Why did you decide to study anthropology and sociology as an undergraduate?
When I was growing up, I saw how much my father enjoyed practicing ophthalmology, and I admired my grandfather's dedication to his pediatric patients. I knew I would pursue a career in medicine, but I wanted to explore a wider variety of subjects before I immersed myself in the medical curriculum. I enjoyed the softer scientific aspects of anthropology as well as its historical focus. I was so interested in the subject that I just kept taking classes, and before I knew it, I had enough credits for a major. I also took a lot of sociology courses and ultimately graduated with a double major in this subject and anthropology. I prepared for medical school by completing a postbaccalaureate program that covered the required pre-med courses.
How has your background in the social sciences affected your approach to ophthalmology?
I learned that we humans are still evolving and are constantly developing strategies for improving our lives. I have embraced this philosophy by becoming an early adopter of ophthalmic technologies that I believe will benefit my patients. Clinicians always have to weigh the risks and benefits of a new treatment or procedure before they try it on patients. If I trust the published data, and I think that a technology will improve my patients' vision without harming their health, I will not hesitate to try it.
For example, I adopted microincisional bimanual phacoemulsification soon after it was introduced and have been using this technique exclusively for the past 5 years. I look forward to trying new phaco technologies that allow us to match the sizes of the wound and the instruments. I would also like to use a system that relies on vacuum power versus ultrasound to remove the cataractous lens from the capsule. Such a system has the potential to inflict less trauma on the eye than traditional phacoemulsification.

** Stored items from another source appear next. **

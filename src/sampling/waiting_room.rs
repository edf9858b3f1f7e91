//! Fixed-capacity FIFO staging buffer in front of the reservoir

use crate::graph::Edge;
use std::collections::VecDeque;

#[derive(Debug, Clone)]
pub struct WaitingRoom {
    queue: VecDeque<Edge>,
    capacity: usize,
}

impl WaitingRoom {
    pub fn with_capacity(capacity: usize) -> Self {
        Self {
            queue: VecDeque::with_capacity(capacity),
            capacity,
        }
    }

    pub fn capacity(&self) -> usize {
        self.capacity
    }

    pub fn len(&self) -> usize {
        self.queue.len()
    }

    pub fn is_empty(&self) -> bool {
        self.queue.is_empty()
    }

    pub fn is_full(&self) -> bool {
        self.queue.len() >= self.capacity
    }

    /// Stage `edge`. When the room is full the oldest edge is pushed out and
    /// returned; a zero-capacity room hands the edge straight back.
    pub fn push(&mut self, edge: Edge) -> Option<Edge> {
        if self.capacity == 0 {
            return Some(edge);
        }
        let oldest = if self.is_full() {
            self.queue.pop_front()
        } else {
            None
        };
        self.queue.push_back(edge);
        oldest
    }

    pub fn oldest(&self) -> Option<&Edge> {
        self.queue.front()
    }

    pub fn iter(&self) -> impl Iterator<Item = &Edge> {
        self.queue.iter()
    }
}
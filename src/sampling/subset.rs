//! Uniform random subsets of slot positions
//!
//! Both strategies return a uniformly distributed subset of `size` distinct
//! positions from `0..universe`. They differ only in cost: rejection sampling
//! is cheap when the subset is small relative to the universe, a partial
//! Fisher-Yates shuffle when most positions are chosen.

use indexmap::IndexSet;
use rand::seq::SliceRandom;
use rand::Rng;

/// Discard rate above which shuffling beats rejection sampling
pub const SHUFFLE_CROSSOVER: f64 = 0.5;

#[derive(Debug, Clone, Copy, PartialEq, Eq)]
pub enum SubsetStrategy {
    /// Draw random positions into a set until it is large enough
    Rejection,
    /// Shuffle every position and take a prefix
    Shuffle,
}

impl SubsetStrategy {
    /// Strategy for a batch eviction discarding the fraction `rate`
    pub fn for_rate(rate: f64) -> Self {
        if rate <= SHUFFLE_CROSSOVER {
            SubsetStrategy::Rejection
        } else {
            SubsetStrategy::Shuffle
        }
    }

    /// Strategy for choosing `size` out of `universe` positions
    pub fn for_size(universe: usize, size: usize) -> Self {
        if size * 2 <= universe {
            SubsetStrategy::Rejection
        } else {
            SubsetStrategy::Shuffle
        }
    }

    pub fn choose<R: Rng + ?Sized>(self, universe: usize, size: usize, rng: &mut R) -> Vec<usize> {
        match self {
            SubsetStrategy::Rejection => choose_by_rejection(universe, size, rng),
            SubsetStrategy::Shuffle => choose_by_shuffle(universe, size, rng),
        }
    }
}

/// Choose `size` distinct positions out of `0..universe`, picking the
/// cheaper strategy for the ratio.
pub fn choose_random_subset<R: Rng + ?Sized>(universe: usize, size: usize, rng: &mut R) -> Vec<usize> {
    SubsetStrategy::for_size(universe, size).choose(universe, size, rng)
}

/// Rejection sampling into an insertion-ordered set.
///
/// The output order is the draw order, so the result is reproducible for a
/// given RNG state.
pub fn choose_by_rejection<R: Rng + ?Sized>(universe: usize, size: usize, rng: &mut R) -> Vec<usize> {
    let size = size.min(universe);
    let mut chosen = IndexSet::with_capacity(size);
    while chosen.len() < size {
        chosen.insert(rng.gen_range(0..universe));
    }
    chosen.into_iter().collect()
}

/// Partial Fisher-Yates shuffle of `0..universe`, keeping the first `size`
pub fn choose_by_shuffle<R: Rng + ?Sized>(universe: usize, size: usize, rng: &mut R) -> Vec<usize> {
    let size = size.min(universe);
    let mut positions: Vec<usize> = (0..universe).collect();
    let (chosen, _) = positions.partial_shuffle(rng, size);
    chosen.to_vec()
}

#[cfg(test)]
mod tests {
    use super::*;
    use rand::rngs::StdRng;
    use rand::SeedableRng;
    use std::collections::HashSet;

    fn assert_valid(subset: &[usize], universe: usize, size: usize) {
        assert_eq!(subset.len(), size);
        let distinct: HashSet<_> = subset.iter().collect();
        assert_eq!(distinct.len(), size, "positions must be distinct");
        assert!(subset.iter().all(|&i| i < universe));
    }

    #[test]
    fn test_both_strategies_distinct_and_sized() {
        let mut rng = StdRng::seed_from_u64(7);
        for &(universe, size) in &[(10, 0), (10, 1), (10, 5), (10, 9), (10, 10), (1000, 300)] {
            assert_valid(&choose_by_rejection(universe, size, &mut rng), universe, size);
            assert_valid(&choose_by_shuffle(universe, size, &mut rng), universe, size);
            assert_valid(&choose_random_subset(universe, size, &mut rng), universe, size);
        }
    }

    #[test]
    fn test_strategy_crossover() {
        assert_eq!(SubsetStrategy::for_rate(0.1), SubsetStrategy::Rejection);
        assert_eq!(SubsetStrategy::for_rate(0.5), SubsetStrategy::Rejection);
        assert_eq!(SubsetStrategy::for_rate(0.51), SubsetStrategy::Shuffle);
        assert_eq!(SubsetStrategy::for_size(100, 50), SubsetStrategy::Rejection);
        assert_eq!(SubsetStrategy::for_size(100, 51), SubsetStrategy::Shuffle);
    }

    #[test]
    fn test_reproducible_for_seed() {
        let a = choose_by_rejection(500, 40, &mut StdRng::seed_from_u64(3));
        let b = choose_by_rejection(500, 40, &mut StdRng::seed_from_u64(3));
        assert_eq!(a, b);

        let a = choose_by_shuffle(500, 400, &mut StdRng::seed_from_u64(3));
        let b = choose_by_shuffle(500, 400, &mut StdRng::seed_from_u64(3));
        assert_eq!(a, b);
    }

    #[test]
    fn test_both_strategies_roughly_uniform() {
        // Every position should be chosen close to size/universe of the time.
        let universe = 20;
        let size = 8;
        let trials = 20_000;
        let expected = trials as f64 * size as f64 / universe as f64;

        for strategy in [SubsetStrategy::Rejection, SubsetStrategy::Shuffle] {
            let mut rng = StdRng::seed_from_u64(11);
            let mut hits = vec![0usize; universe];
            for _ in 0..trials {
                for i in strategy.choose(universe, size, &mut rng) {
                    hits[i] += 1;
                }
            }
            for (i, &h) in hits.iter().enumerate() {
                let deviation = (h as f64 - expected).abs() / expected;
                assert!(
                    deviation < 0.05,
                    "{:?}: position {} chosen {} times, expected ~{}",
                    strategy, i, h, expected
                );
            }
        }
    }
}
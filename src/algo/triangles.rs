//! Online triangle detection against the sampled graph
//!
//! Triangles closed by an arriving edge `(u, v)` are the common neighbors
//! of `u` and `v` in the sample. Detection runs before the edge itself is
//! admitted, so it only ever sees older edges.

use crate::graph::{Edge, ReservoirStore, Round, SampledGraph, SlotRef, VertexId};
use crate::policy::EdgeStamp;

/// One triangle `(u, v, apex)` seen through the sample
#[derive(Debug, Clone, Copy, PartialEq)]
pub struct TriangleObservation {
    /// The common neighbor closing the triangle
    pub apex: VertexId,
    /// Stamp of the sampled edge `(u, apex)`
    pub first: EdgeStamp,
    /// Stamp of the sampled edge `(v, apex)`
    pub second: EdgeStamp,
}

/// Resolve an adjacency slot reference to its sampling metadata
pub fn resolve_stamp(slot: SlotRef, reservoir: &ReservoirStore, current: Round) -> EdgeStamp {
    match slot {
        SlotRef::WaitingRoom => EdgeStamp {
            probability: 1.0,
            round: current,
            staged: true,
        },
        SlotRef::Reservoir(id) => match reservoir.slot_at(id) {
            Some(sampled) => EdgeStamp {
                probability: sampled.probability,
                round: sampled.round,
                staged: false,
            },
            None => {
                debug_assert!(false, "adjacency points at empty {}", id);
                EdgeStamp::certain(current)
            }
        },
    }
}

/// Collect every triangle the arriving `edge` closes in `graph` into `out`.
///
/// Returns the number of triangles found. `out` is cleared first.
pub fn detect_triangles(
    graph: &SampledGraph,
    edge: Edge,
    current: Round,
    out: &mut Vec<TriangleObservation>,
) -> usize {
    out.clear();
    let adjacency = graph.adjacency();

    // A vertex outside the sample cannot close a sampled triangle
    let (Some(u_neighbors), Some(v_neighbors)) =
        (adjacency.neighbors_of(edge.src), adjacency.neighbors_of(edge.dst))
    else {
        return 0;
    };

    // Probe the larger map while walking the smaller one
    let swapped = u_neighbors.len() > v_neighbors.len();
    let (small, large) = if swapped {
        (v_neighbors, u_neighbors)
    } else {
        (u_neighbors, v_neighbors)
    };

    let reservoir = graph.reservoir();
    for (&apex, &small_slot) in small {
        let Some(&large_slot) = large.get(&apex) else {
            continue;
        };
        let (u_slot, v_slot) = if swapped {
            (large_slot, small_slot)
        } else {
            (small_slot, large_slot)
        };
        out.push(TriangleObservation {
            apex,
            first: resolve_stamp(u_slot, reservoir, current),
            second: resolve_stamp(v_slot, reservoir, current),
        });
    }
    out.len()
}
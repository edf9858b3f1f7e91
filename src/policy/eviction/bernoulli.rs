//! Independent (Bernoulli) edge sampling with a fixed probability

use crate::graph::{Edge, SampledGraph, SlotId};
use crate::policy::{EvictionPolicy, SampleContext};
use rand::rngs::StdRng;
use rand::Rng;
use tracing::warn;

/// Keeps every edge independently with probability `p`.
///
/// Nothing is ever evicted. The reservoir capacity acts as a hard memory
/// ceiling: once it is reached, further admitted edges are dropped.
#[derive(Debug, Clone)]
pub struct BernoulliSampling {
    probability: f64,
    capacity: usize,
    next_slot: usize,
    ceiling_reached: bool,
}

impl BernoulliSampling {
    pub fn new(probability: f64, capacity: usize) -> Self {
        Self {
            probability,
            capacity,
            next_slot: 0,
            ceiling_reached: false,
        }
    }

    pub fn probability(&self) -> f64 {
        self.probability
    }

    /// Whether an admitted edge has been dropped for lack of space
    pub fn ceiling_reached(&self) -> bool {
        self.ceiling_reached
    }
}

impl EvictionPolicy for BernoulliSampling {
    fn name(&self) -> &'static str {
        "bernoulli"
    }

    fn context(&self, edges_seen: u64) -> SampleContext<'_> {
        SampleContext {
            edges_seen,
            capacity: self.capacity,
            round: 1,
            sampling_probability: self.probability,
            survival: None,
            reservoir_arrivals: self.next_slot as u64,
        }
    }

    fn admit(&mut self, edge: Edge, _edges_seen: u64, graph: &mut SampledGraph, rng: &mut StdRng) {
        if rng.gen::<f64>() >= self.probability {
            return;
        }
        if self.next_slot >= self.capacity {
            if !self.ceiling_reached {
                warn!(
                    "Bernoulli sample reached its ceiling of {} edges; later admissions are dropped",
                    self.capacity
                );
                self.ceiling_reached = true;
            }
            return;
        }
        graph.admit(SlotId::new(self.next_slot), edge, self.probability, 1);
        self.next_slot += 1;
    }
}
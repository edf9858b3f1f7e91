//! Estimator configuration
//!
//! Configurations are plain serde structs so they can be loaded from YAML
//! or assembled from command-line flags. `validate` rejects parameter
//! combinations the sampling schemes cannot honour; after a successful
//! `build_estimator` no operation can fail.

use super::{StreamingEstimator, TriangleEstimator};
use crate::graph::Round;
use crate::policy::{
    AdaptiveRate, AdmissionRate, BernoulliSampling, ClassicReservoir, FixedRate,
    ProbabilityRoundWeight, RoundBatched, TurnoverWeight, UniformWeight, WaitingRoomSampling,
    WaitingRoomWeight,
};
use rand::rngs::StdRng;
use rand::SeedableRng;
use serde::{Deserialize, Serialize};
use std::path::Path;
use thiserror::Error;
use tracing::info;

/// Smallest usable reservoir; turnover weights divide by `k − 1`
pub const MIN_CAPACITY: usize = 2;

#[derive(Error, Debug)]
pub enum ConfigError {
    #[error("Capacity must be at least 2, got {0}")]
    InvalidCapacity(usize),

    #[error("Sampling probability must be in (0, 1], got {0}")]
    InvalidProbability(f64),

    #[error("Discard rate must be in [0, 1), got {0}")]
    InvalidDiscardRate(f64),

    #[error("Initial adaptive discard rate must be in (0, 1), got {0}")]
    InvalidInitialRate(f64),

    #[error("Uniform weighting needs decaying admission; turnover admission requires per-edge weighting")]
    UniformWithTurnover,

    #[error("Adaptive target z must be in (0, 1), got {0}")]
    InvalidTarget(f64),

    #[error("Round bound must be at least 1")]
    InvalidRoundBound,

    #[error("Waiting room fraction must be in [0, 1), got {0}")]
    InvalidWaitingRoom(f64),

    #[error("Waiting room of {room} leaves {reservoir} reservoir slots; at least 2 are needed")]
    ReservoirTooSmall { room: usize, reservoir: usize },

    #[error("I/O error: {0}")]
    Io(#[from] std::io::Error),

    #[error("Parse error: {0}")]
    Parse(#[from] serde_yaml::Error),
}

pub type ConfigResult<T> = Result<T, ConfigError>;

/// Weighting used with a fixed discard rate
#[derive(Debug, Clone, Copy, PartialEq, Eq, Default, Serialize, Deserialize)]
#[serde(rename_all = "snake_case")]
pub enum RoundWeighting {
    /// Per-edge probability and survival since the admission round
    #[default]
    PerEdge,
    /// One shared probability for every sampled edge
    Uniform,
}

fn default_z() -> f64 {
    0.5
}

fn default_round_bound() -> Round {
    5
}

fn default_init_alpha() -> f64 {
    0.1
}

#[derive(Debug, Clone, Copy, PartialEq, Serialize, Deserialize)]
#[serde(tag = "kind", rename_all = "snake_case")]
pub enum SamplingScheme {
    /// Keep each edge independently with a fixed probability
    Bernoulli { probability: f64 },
    /// Classic reservoir sampling
    Reservoir,
    /// Batch eviction at a fixed discard rate
    RoundBatched {
        alpha: f64,
        #[serde(default)]
        admission: AdmissionRate,
        #[serde(default)]
        weighting: RoundWeighting,
    },
    /// Batch eviction with a discard rate driven by triangle discovery
    Adaptive {
        #[serde(default = "default_z")]
        z: f64,
        #[serde(default = "default_round_bound")]
        round_bound: Round,
        #[serde(default = "default_init_alpha")]
        init_alpha: f64,
        #[serde(default)]
        admission: AdmissionRate,
    },
    /// Waiting room of `floor(k·alpha_wr)` edges in front of the reservoir
    WaitingRoom { alpha_wr: f64 },
}

impl Default for SamplingScheme {
    fn default() -> Self {
        SamplingScheme::Adaptive {
            z: default_z(),
            round_bound: default_round_bound(),
            init_alpha: default_init_alpha(),
            admission: AdmissionRate::default(),
        }
    }
}

impl SamplingScheme {
    pub fn name(&self) -> &'static str {
        match self {
            SamplingScheme::Bernoulli { .. } => "bernoulli",
            SamplingScheme::Reservoir => "reservoir",
            SamplingScheme::RoundBatched { .. } => "round_batched",
            SamplingScheme::Adaptive { .. } => "adaptive",
            SamplingScheme::WaitingRoom { .. } => "waiting_room",
        }
    }
}

#[derive(Debug, Clone, PartialEq, Serialize, Deserialize)]
pub struct EstimatorConfig {
    /// Total memory budget in edges
    pub capacity: usize,
    /// RNG seed; `None` draws one from the OS
    #[serde(default)]
    pub seed: Option<u64>,
    #[serde(default)]
    pub scheme: SamplingScheme,
}

impl Default for EstimatorConfig {
    fn default() -> Self {
        Self {
            capacity: 100_000,
            seed: None,
            scheme: SamplingScheme::default(),
        }
    }
}

fn is_discard_rate(alpha: f64) -> bool {
    (0.0..1.0).contains(&alpha)
}

impl EstimatorConfig {
    pub fn new(capacity: usize, scheme: SamplingScheme) -> Self {
        Self {
            capacity,
            seed: None,
            scheme,
        }
    }

    pub fn with_seed(mut self, seed: u64) -> Self {
        self.seed = Some(seed);
        self
    }

    pub fn from_yaml_str(yaml: &str) -> ConfigResult<Self> {
        let config: Self = serde_yaml::from_str(yaml)?;
        config.validate()?;
        Ok(config)
    }

    pub fn from_yaml_file(path: impl AsRef<Path>) -> ConfigResult<Self> {
        let yaml = std::fs::read_to_string(path)?;
        Self::from_yaml_str(&yaml)
    }

    pub fn validate(&self) -> ConfigResult<()> {
        if self.capacity < MIN_CAPACITY {
            return Err(ConfigError::InvalidCapacity(self.capacity));
        }
        match self.scheme {
            SamplingScheme::Bernoulli { probability } => {
                if !(probability > 0.0 && probability <= 1.0) {
                    return Err(ConfigError::InvalidProbability(probability));
                }
            }
            SamplingScheme::Reservoir => {}
            SamplingScheme::RoundBatched {
                alpha,
                admission,
                weighting,
            } => {
                if !is_discard_rate(alpha) {
                    return Err(ConfigError::InvalidDiscardRate(alpha));
                }
                // a shared k/t is not the presence probability of a batch-evicted edge
                if weighting == RoundWeighting::Uniform && admission == AdmissionRate::Turnover {
                    return Err(ConfigError::UniformWithTurnover);
                }
            }
            SamplingScheme::Adaptive {
                z,
                round_bound,
                init_alpha,
                ..
            } => {
                if !(z > 0.0 && z < 1.0) {
                    return Err(ConfigError::InvalidTarget(z));
                }
                if round_bound == 0 {
                    return Err(ConfigError::InvalidRoundBound);
                }
                if !(init_alpha > 0.0 && init_alpha < 1.0) {
                    return Err(ConfigError::InvalidInitialRate(init_alpha));
                }
            }
            SamplingScheme::WaitingRoom { alpha_wr } => {
                if !is_discard_rate(alpha_wr) {
                    return Err(ConfigError::InvalidWaitingRoom(alpha_wr));
                }
                let room = WaitingRoomSampling::room_size(self.capacity, alpha_wr);
                let reservoir = self.capacity - room;
                if reservoir < MIN_CAPACITY {
                    return Err(ConfigError::ReservoirTooSmall { room, reservoir });
                }
            }
        }
        Ok(())
    }
}

/// Validate `config` and build the matching estimator
pub fn build_estimator(config: &EstimatorConfig) -> ConfigResult<Box<dyn TriangleEstimator>> {
    config.validate()?;
    let rng = match config.seed {
        Some(seed) => StdRng::seed_from_u64(seed),
        None => StdRng::from_entropy(),
    };
    let k = config.capacity;

    let estimator: Box<dyn TriangleEstimator> = match config.scheme {
        SamplingScheme::Bernoulli { probability } => Box::new(StreamingEstimator::new(
            k,
            BernoulliSampling::new(probability, k),
            UniformWeight,
            rng,
        )),
        SamplingScheme::Reservoir => Box::new(StreamingEstimator::new(
            k,
            ClassicReservoir::new(k),
            TurnoverWeight,
            rng,
        )),
        SamplingScheme::RoundBatched {
            alpha,
            admission,
            weighting,
        } => {
            let policy = RoundBatched::new(k, FixedRate::new(alpha), admission);
            match weighting {
                RoundWeighting::PerEdge => {
                    Box::new(StreamingEstimator::new(k, policy, ProbabilityRoundWeight, rng))
                }
                RoundWeighting::Uniform => {
                    Box::new(StreamingEstimator::new(k, policy, UniformWeight, rng))
                }
            }
        }
        SamplingScheme::Adaptive {
            z,
            round_bound,
            init_alpha,
            admission,
        } => Box::new(StreamingEstimator::new(
            k,
            RoundBatched::new(k, AdaptiveRate::new(z, round_bound, init_alpha), admission),
            ProbabilityRoundWeight,
            rng,
        )),
        SamplingScheme::WaitingRoom { alpha_wr } => {
            let policy = WaitingRoomSampling::new(k, alpha_wr);
            let reservoir = policy.reservoir_capacity();
            Box::new(StreamingEstimator::new(reservoir, policy, WaitingRoomWeight, rng))
        }
    };

    info!(
        "Built {} estimator with a budget of {} edges",
        config.scheme.name(),
        k
    );
    Ok(estimator)
}
pub mod api;
pub mod bus;
pub mod codec;
pub mod commands;
pub mod config;
pub mod dashboard;
pub mod domain;
pub mod error;
pub mod handlers;
pub mod service;
pub mod session;
pub mod settings;
pub mod timeseries;
pub mod transport;
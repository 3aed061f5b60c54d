use std::collections::HashMap;

use async_trait::async_trait;
use serde_json::Value;

use crate::bus::EventSubscriber;
use crate::domain::{Event, TOPIC_CONFIGURATION_CHANGED, TOPIC_METER_VALUES};

use super::{SharedTimeSeriesSink, TimeSeriesPoint};

/// Subscribes to the topics that carry numeric, time-series-worthy data and
/// forwards them to the configured sink, mapping each topic to a
/// measurement name of the same shape a dashboard would expect.
pub struct TimeSeriesBridge {
    sink: SharedTimeSeriesSink,
}

impl TimeSeriesBridge {
    pub fn new(sink: SharedTimeSeriesSink) -> Self {
        Self { sink }
    }

    fn to_point(&self, event: &Event) -> Option<TimeSeriesPoint> {
        let measurement = match event.topic.as_str() {
            TOPIC_METER_VALUES => "meter_values",
            TOPIC_CONFIGURATION_CHANGED => "configuration_changed",
            _ => return None,
        };

        let mut tags = HashMap::new();
        tags.insert("charge_point_id".to_string(), event.charge_point_id.clone());
        if let Some(version) = event.ocpp_version {
            tags.insert("ocpp_version".to_string(), version.version_string().to_string());
        }

        let mut fields = HashMap::new();
        if let Value::Object(map) = &event.payload {
            for (k, v) in map {
                fields.insert(k.clone(), v.clone());
            }
        } else {
            fields.insert("payload".to_string(), event.payload.clone());
        }

        Some(TimeSeriesPoint {
            measurement: measurement.to_string(),
            tags,
            fields,
            timestamp: event.timestamp,
        })
    }
}

#[async_trait]
impl EventSubscriber for TimeSeriesBridge {
    async fn handle(&self, event: &Event) -> Result<(), String> {
        match self.to_point(event) {
            Some(point) => self.sink.write_point(point).await,
            None => Ok(()),
        }
    }
}

#[cfg(test)]
mod tests {
    use super::*;
    use crate::timeseries::RecordingTimeSeriesSink;
    use chrono::Utc;
    use serde_json::json;
    use std::sync::Arc;

    #[tokio::test]
    async fn meter_values_become_a_point() {
        let sink = Arc::new(RecordingTimeSeriesSink::new());
        let bridge = TimeSeriesBridge::new(sink.clone());
        let event = Event::new(TOPIC_METER_VALUES, "CP1", None, json!({"energy": 42}), Utc::now());

        bridge.handle(&event).await.unwrap();

        let recorded = sink.recorded();
        assert_eq!(recorded.len(), 1);
        assert_eq!(recorded[0].measurement, "meter_values");
        assert_eq!(recorded[0].tags.get("charge_point_id").unwrap(), "CP1");
    }

    #[tokio::test]
    async fn unrelated_topic_is_ignored() {
        let sink = Arc::new(RecordingTimeSeriesSink::new());
        let bridge = TimeSeriesBridge::new(sink.clone());
        let event = Event::new("Heartbeat", "CP1", None, json!({}), Utc::now());

        bridge.handle(&event).await.unwrap();

        assert!(sink.recorded().is_empty());
    }
}
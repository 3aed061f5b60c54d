//! Application services sitting above sessions and command strategies.

pub mod command_service;
pub mod configuration_aggregator;

pub use command_service::CommandService;
pub use configuration_aggregator::ConfigurationAggregator;
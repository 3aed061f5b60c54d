//! Per-charge-point settings
//!
//! `ChargePointSettings` is the small piece of state that survives a single
//! session's lifetime: whether operators have enabled the station, what
//! alias they've given it, and which OCPP dialect it last negotiated.

use serde::{Deserialize, Serialize};

use super::OcppVersion;

#[derive(Debug, Clone, Serialize, Deserialize)]
pub struct ChargePointSettings {
    pub alias: Option<String>,
    #[serde(default)]
    pub enabled: bool,
    pub ocpp_version: OcppVersion,
}

impl ChargePointSettings {
    pub fn new(ocpp_version: OcppVersion) -> Self {
        Self {
            alias: None,
            enabled: false,
            ocpp_version,
        }
    }
}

I was also pleased with the first-generation Crystalens accommodating IOL. The lens was not perfect, but I felt that the designers were on the right track toward developing an IOL that mimicked the accommodation provided by a young crystalline lens. I am glad that later generations of the Crystalens have fulfilled its early promise. I quickly adopted the Tecnis and Akreos AO IOLs based on my early experiences with these aspheric lenses, and I continue to be pleased with their design and the quality of vision they offer.
Will you provide an example of a technology or technique that you decided not to use after an early trial?
Having heard about the problems with the Array multifocal IOL, I cautiously tried the AcrySof Restor and the ReZoom lenses. Ultimately, I found that they did not provide the quality of vision that my patients and I expected, and I reduced the frequency with which I implant them. I am not sorry I tried these multifocal IOLs, because I believe that keeping an open mind is crucial to the development of new technologies.
What new devices are you currently trying in your practice?
I am working with the ORange intraoperative wavefront aberrometer. This device allows me to measure patients' refractive status and to use this information to make intraoperative decisions on their treatment. I can evaluate the effect of limbal relaxing incisions or ensure that a toric IOL is implanted along the correct axis. In an unpublished study, my colleagues and I found that evaluating patients with the ORange only added an average of 37 seconds to our total operative time. I am also helping to develop the TrueVision 3D HD microsurgical system, which promises to refine and improve the precision of cataract surgery.
What do you like to do when you are not working?
I enjoy outdoor adventures with my friends and family. We like to be near the water, whether we are fishing, waterskiing, or just having a picnic at the beach. Hiking, skiing, snowboarding, and camping are also favorite family activities.
Dr. Weinstock serves on the advisory boards of Bausch & Lomb, Truevision Systems, Inc., and WaveTec Vision.